* **INFORMATION**:
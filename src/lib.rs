//! # DAQ Scan Commands
//!
//! SPEC-style scan commands (`ascan`, `dscan`, `mesh`, `cscan`, ...) for
//! data acquisition. A command's flat argument list is grouped per axis,
//! normalized into absolute ranges, handed to an execution engine and, for
//! relative scans, followed by a return of every axis to where it started.
//!
//! ## Crate Structure
//!
//! - **`config`**: `ScanConfig`, loaded from TOML and `DAQ_SCAN_` environment
//!   variables with Figment.
//! - **`error`**: `ScanError`, separating usage errors (caught before any
//!   motion) from device and engine failures.
//! - **`hardware`**: the `Axis` capability trait and simulated axes.
//! - **`logging`**: `tracing-subscriber` initialisation.
//! - **`scan`**: argument grouping, scan syntaxes, position resolution, the
//!   `ScanCommand` orchestrator and point-by-point scans of scans.
//!
//! ## Example
//!
//! ```rust,ignore
//! use daq_scan::prelude::*;
//!
//! let x = Arc::new(MockAxis::new("x", 100.0));
//! let engine = Arc::new(SimulatedEngine::new());
//! let dscan = ScanCommand::new(
//!     Arc::new(RelativeScan::dscan()),
//!     engine,
//!     Arc::new(ConcurrentMove::default()),
//! );
//!
//! // Scans 95..105 in steps of 1, then returns x to 100.
//! let report = dscan.invoke(scan_args![x.clone(), -5, 5, 10]).await?;
//! ```

pub mod config;
pub mod error;
pub mod hardware;
pub mod logging;
pub mod scan;

pub use error::{ScanError, ScanResult};

/// Commonly used types
pub mod prelude {
    pub use crate::config::ScanConfig;
    pub use crate::error::{ScanError, ScanResult};
    pub use crate::hardware::{Axis, MockAxis, MockNestedScan, NestedScan};
    pub use crate::scan::{
        AbsoluteScan, CenteredScan, ConcurrentMove, GenericScan, MeshScan, Position, RelativeScan,
        RunOutcome, ScanArg, ScanCommand, ScanReport, ScanState, SimulatedEngine, SyntaxRegistry,
    };
    pub use crate::scan_args;
    pub use std::sync::Arc;
}
//! Hardware abstractions used by scan commands.
//!
//! - `capabilities`: the `Axis` and `NestedScan` capability traits
//! - `mock`: simulated axes for tests and the demo binary

pub mod capabilities;
pub mod mock;

pub use capabilities::{is_nested_scan, same_axis, Axis, NestedScan};
pub use mock::{MockAxis, MockNestedScan};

* **YOUR ASSIGNMENT**: Print the records above exactly as written.

* **TASK ANSWER**:
filename src/lib.rs
//! # DAQ Scan Commands
//!
//! SPEC-style scan commands (`ascan`, `dscan`, `mesh`, `cscan`, ...) for
//! data acquisition. A command's flat argument list is grouped per axis,
//! normalized into absolute ranges, handed to an execution engine and, for
//! relative scans, followed by a return of every axis to where it started.
//!
//! ## Crate Structure
//!
//! - **`config`**: `ScanConfig`, loaded from TOML and `DAQ_SCAN_` environment
//!   variables with Figment.
//! - **`error`**: `ScanError`, separating usage errors (caught before any
//!   motion) from device and engine failures.
//! - **`hardware`**: the `Axis` capability trait and simulated axes.
//! - **`logging`**: `tracing-subscriber` initialisation.
//! - **`scan`**: argument grouping, scan syntaxes, position resolution, the
//!   `ScanCommand` orchestrator and point-by-point scans of scans.
//!
//! ## Example
//!
//! ```rust,ignore
//! use daq_scan::prelude::*;
//!
//! let x = Arc::new(MockAxis::new("x", 100.0));
//! let engine = Arc::new(SimulatedEngine::new());
//! let dscan = ScanCommand::new(
//!     Arc::new(RelativeScan::dscan()),
//!     engine,
//!     Arc::new(ConcurrentMove::default()),
//! );
//!
//! // Scans 95..105 in steps of 1, then returns x to 100.
//! let report = dscan.invoke(scan_args![x.clone(), -5, 5, 10]).await?;
//! ```

pub mod config;
pub mod error;
pub mod hardware;
pub mod logging;
pub mod scan;

pub use error::{ScanError, ScanResult};

/// Commonly used types
pub mod prelude {
    pub use crate::config::ScanConfig;
    pub use crate::error::{ScanError, ScanResult};
    pub use crate::hardware::{Axis, MockAxis, MockNestedScan, NestedScan};
    pub use crate::scan::{
        AbsoluteScan, CenteredScan, ConcurrentMove, GenericScan, MeshScan, Position, RelativeScan,
        RunOutcome, ScanArg, ScanCommand, ScanReport, ScanState, SimulatedEngine, SyntaxRegistry,
    };
    pub use crate::scan_args;
    pub use std::sync::Arc;
}
//! Hardware abstractions used by scan commands.
//!
//! - `capabilities`: the `Axis` and `NestedScan` capability traits
//! - `mock`: simulated axes for tests and the demo binary

pub mod capabilities;
pub mod mock;

pub use capabilities::{is_nested_scan, same_axis, Axis, NestedScan};
pub use mock::{MockAxis, MockNestedScan};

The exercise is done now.